Причем было видно, что он очень зол.
И тут я нашелся. Я сказал фразу, которой горжусь до сих пор:
— Значит, мне лучше разговаривать не с вами, а с Би-би-си?
Последовала долгая пауза. Действительно, если Маляров не хочет отвечать на мой вопрос, он толкает меня в лапы западной пропаганды. Он очень долго молчал, потом мрачно произнес:
— Хорошо, я отвечу.
Дальше он сказал, что Всемирная декларация прав человека действительно подписана нашим правительством, но как закон внутри страны не введена.
— А если кто хочет уезжать, пускай уезжает. Мы сейчас всех выпускаем. И вы об этом знаете, если слушаете Би-би-си.
Очевидно, он решил, что я еврей. Потому что тогда действительно евреев с трудом, но выпускали.

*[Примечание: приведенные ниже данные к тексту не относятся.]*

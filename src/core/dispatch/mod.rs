//! # Dispatch Module
//!
//! Maps a [`Method`] to its strategy and invokes it.
//!
//! The dispatcher owns a constructed-once, read-only table of the three
//! stateless strategy values. Method validation happens at the boundary
//! when the token is parsed into the enum; the match here is exhaustive,
//! so an out-of-set value cannot reach a strategy.

use crate::core::strategy::{
    HistogramStrategy, KeypointStrategy, Method, PerceptualStrategy, SimilarityStrategy,
};
use crate::error::StrategyError;
use image::GrayImage;

/// Read-only strategy table keyed by [`Method`]
pub struct Dispatcher {
    keypoint: KeypointStrategy,
    histogram: HistogramStrategy,
    perceptual: PerceptualStrategy,
}

impl Dispatcher {
    /// Construct the table. Strategies hold no mutable state, so one
    /// dispatcher serves any number of concurrent comparisons.
    pub fn new() -> Self {
        Self {
            keypoint: KeypointStrategy::new(),
            histogram: HistogramStrategy::new(),
            perceptual: PerceptualStrategy::new(),
        }
    }

    /// Invoke the strategy for `method` on two decoded images
    pub fn dispatch(
        &self,
        method: Method,
        a: &GrayImage,
        b: &GrayImage,
    ) -> Result<f64, StrategyError> {
        self.strategy(method).compare(a, b)
    }

    /// The strategy instance behind a method
    pub fn strategy(&self, method: Method) -> &dyn SimilarityStrategy {
        match method {
            Method::Keypoint => &self.keypoint,
            Method::Histogram => &self.histogram,
            Method::Perceptual => &self.perceptual,
        }
    }
}

impl Default for Dispatcher {
    fn default() -> Self {
        Self::new()
    }
}

#[cfg(test)]
mod tests {
    use super::*;
    use image::{ImageBuffer, Luma};

    fn fixture() -> GrayImage {
        ImageBuffer::from_fn(64, 64, |x, y| Luma([((x * 3 + y * 5) % 251) as u8]))
    }

    #[test]
    fn every_method_reaches_its_strategy() {
        let dispatcher = Dispatcher::new();

        assert_eq!(
            dispatcher.strategy(Method::Keypoint).method(),
            Method::Keypoint
        );
        assert_eq!(
            dispatcher.strategy(Method::Histogram).method(),
            Method::Histogram
        );
        assert_eq!(
            dispatcher.strategy(Method::Perceptual).method(),
            Method::Perceptual
        );
    }

    #[test]
    fn dispatch_produces_bounded_scores() {
        let dispatcher = Dispatcher::new();
        let image = fixture();

        for method in [Method::Keypoint, Method::Histogram, Method::Perceptual] {
            let score = dispatcher.dispatch(method, &image, &image).unwrap();
            assert!(
                (0.0..=1.0).contains(&score),
                "{} scored {}",
                method,
                score
            );
        }
    }
}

Как только Маляров сел в свою машину и отчалил, ко мне прибежал взбешенный Столбов:
— Если ты еще будешь задавать такие вопросы, я выгоню тебя с семинара к е… матери!
Я зло ответил:
— А если мне ставятся такие условия, я сам отсюда уеду к е… матери.

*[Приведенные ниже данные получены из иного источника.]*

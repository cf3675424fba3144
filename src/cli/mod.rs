//! # CLI Module
//!
//! The request boundary for the comparison engine.
//!
//! ## Usage
//! ```bash
//! # Compare two local images
//! imgsim compare a.jpg b.jpg --method phash
//!
//! # Compare a remote image against a local one
//! imgsim compare https://example.com/a.jpg b.jpg --method orb
//!
//! # JSON output
//! imgsim compare a.jpg b.jpg --method hist --output json
//!
//! # Per-method statistics over every stored comparison
//! imgsim stats
//! ```

use clap::{Parser, Subcommand, ValueEnum};
use console::style;
use image_similarity::core::store::MethodStats;
use image_similarity::core::{Comparator, Method, SqliteStore};
use image_similarity::error::{Result, SimilarityError};
use indicatif::{ProgressBar, ProgressStyle};
use serde::Serialize;
use std::path::PathBuf;
use std::time::Duration;

/// Image similarity - compare two images, cache every score
#[derive(Parser, Debug)]
#[command(name = "imgsim")]
#[command(author, version, about, long_about = None)]
pub struct Cli {
    #[command(subcommand)]
    command: Commands,
}

#[derive(Subcommand, Debug)]
enum Commands {
    /// Compare two images by local path or URL
    Compare {
        /// First image (path or http(s) URL)
        locator1: String,

        /// Second image (path or http(s) URL)
        locator2: String,

        /// Comparison method
        #[arg(short, long, default_value = "orb")]
        method: MethodArg,

        /// Output format
        #[arg(short, long, default_value = "pretty")]
        output: OutputFormat,

        /// Store database path
        #[arg(long)]
        store: Option<PathBuf>,
    },

    /// Show per-method statistics over all stored comparisons
    Stats {
        /// Output format
        #[arg(short, long, default_value = "pretty")]
        output: OutputFormat,

        /// Store database path
        #[arg(long)]
        store: Option<PathBuf>,
    },
}

#[derive(Debug, Clone, Copy, ValueEnum)]
enum MethodArg {
    /// Keypoint matching - robust to scale and rotation, slowest
    Orb,
    /// Histogram correlation - fast global filter
    Hist,
    /// Perceptual hash - robust to recompression and resizing
    Phash,
}

impl From<MethodArg> for Method {
    fn from(arg: MethodArg) -> Self {
        match arg {
            MethodArg::Orb => Method::Keypoint,
            MethodArg::Hist => Method::Histogram,
            MethodArg::Phash => Method::Perceptual,
        }
    }
}

#[derive(Debug, Clone, Copy, ValueEnum)]
enum OutputFormat {
    /// Human-readable output with colors
    Pretty,
    /// JSON output for scripting
    Json,
}

#[derive(Serialize)]
struct CompareOutput<'a> {
    input1: &'a str,
    input2: &'a str,
    method: Method,
    similarity_score: f64,
}

/// Run the CLI
pub fn run() -> Result<()> {
    image_similarity::init_tracing();
    let cli = Cli::parse();

    let outcome = match cli.command {
        Commands::Compare {
            locator1,
            locator2,
            method,
            output,
            store,
        } => run_compare(&locator1, &locator2, method.into(), output, store),
        Commands::Stats { output, store } => run_stats(output, store),
    };

    if let Err(error) = outcome {
        eprintln!("{} {}", style("error:").red().bold(), error);
        std::process::exit(1);
    }

    Ok(())
}

fn run_compare(
    locator1: &str,
    locator2: &str,
    method: Method,
    output: OutputFormat,
    store: Option<PathBuf>,
) -> Result<()> {
    let comparator = Comparator::builder()
        .store(Box::new(open_store(store)?))
        .build();

    let spinner = match output {
        OutputFormat::Pretty => Some(make_spinner(&format!(
            "Comparing with {} ...",
            method.as_token()
        ))),
        OutputFormat::Json => None,
    };

    let score = comparator.compare(locator1, locator2, method);

    if let Some(spinner) = spinner {
        spinner.finish_and_clear();
    }
    let score = score?;

    match output {
        OutputFormat::Pretty => {
            println!(
                "{} {}",
                style("Similarity:").bold(),
                style(format!("{:.4}", score)).green()
            );
            println!("  method: {}", method.as_token());
            println!("  input1: {}", locator1);
            println!("  input2: {}", locator2);
        }
        OutputFormat::Json => {
            let payload = CompareOutput {
                input1: locator1,
                input2: locator2,
                method,
                similarity_score: score,
            };
            println!("{}", serde_json::to_string_pretty(&payload).map_err(json_error)?);
        }
    }

    Ok(())
}

fn run_stats(output: OutputFormat, store: Option<PathBuf>) -> Result<()> {
    let comparator = Comparator::builder()
        .store(Box::new(open_store(store)?))
        .build();

    let stats = comparator.stats()?;

    match output {
        OutputFormat::Pretty => print_stats_table(&stats),
        OutputFormat::Json => {
            println!("{}", serde_json::to_string_pretty(&stats).map_err(json_error)?);
        }
    }

    Ok(())
}

fn print_stats_table(stats: &[MethodStats]) {
    if stats.is_empty() {
        println!("No comparisons stored yet.");
        return;
    }

    println!(
        "{:<8} {:>8} {:>8} {:>8} {:>8}",
        style("method").bold(),
        style("count").bold(),
        style("min").bold(),
        style("max").bold(),
        style("mean").bold()
    );
    for row in stats {
        println!(
            "{:<8} {:>8} {:>8.4} {:>8.4} {:>8.4}",
            row.method.as_token(),
            row.count,
            row.min,
            row.max,
            row.mean
        );
    }
}

/// Open the store at the given path, or the default location under the
/// platform cache directory.
fn open_store(path: Option<PathBuf>) -> Result<SqliteStore> {
    let path = match path {
        Some(path) => path,
        None => default_store_path()?,
    };

    Ok(SqliteStore::open(&path)?)
}

fn default_store_path() -> Result<PathBuf> {
    let base = dirs::cache_dir()
        .ok_or_else(|| SimilarityError::Config("no cache directory on this platform".into()))?;
    Ok(base.join("imgsim").join("comparisons.db"))
}

fn make_spinner(message: &str) -> ProgressBar {
    let spinner = ProgressBar::new_spinner();
    spinner.set_style(
        ProgressStyle::with_template("{spinner} {msg}").unwrap_or_else(|_| ProgressStyle::default_spinner()),
    );
    spinner.set_message(message.to_string());
    spinner.enable_steady_tick(Duration::from_millis(80));
    spinner
}

fn json_error(error: serde_json::Error) -> SimilarityError {
    SimilarityError::Config(format!("failed to serialize output: {}", error))
}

Дальше среди писателей начались разговоры: вот Эдик дурачок, разве можно задавать такие вопросы. Это бравада с его стороны. Зря он нарывается.
Как мне стало известно потом, Михаил Жванецкий сказал:
— А он прав. Пусть они знают, что мы об этом знаем. А то они так и думают, что мы лопухи и верим только им».
Эдуард добавляет: «Сейчас это кажется пустяком, но тогда было другое время».
С семинара он поехал встретиться с Борисом Заходером, который жил рядом, в бывшем охотничьем доме. Эдуард рассказал ему о случившемся. И Заходер возмутился: «Зачем вы, Эдик, сюда пришли? Вы же их сюда наведете!»
Это к вопросу о солидарности. Но Эдуард справился и с этим. Сам он констатирует: «Все равно было счастье, что я жил не в самое ужасное время. В тридцатые годы мои вопросы, все, что я говорил и писал, означало бы для меня верную смерть».
6
Расстояния всегда одинаковы с точностью до километра, но новое время сделало мир иным. Я знаю, где находится Эдуард сейчас (06.08.2007), когда я пишу эти строки. Он в Переделкино и еще в глубоком сне, спит как ребенок, потому что сейчас еще раннее утро. А откуда я это знаю: из вечернего обмена эсэмэсками. Шесть часов — значит, в Подмосковье семь. Или, если Эдуард по какой-то неизвестной причине уже проснулся, он будет лежать в ванне и читать книгу, может быть, целый час; то есть он за любимыми занятиями. А это я знаю оттого, что собственными глазами видел, ночуя в Переделкино.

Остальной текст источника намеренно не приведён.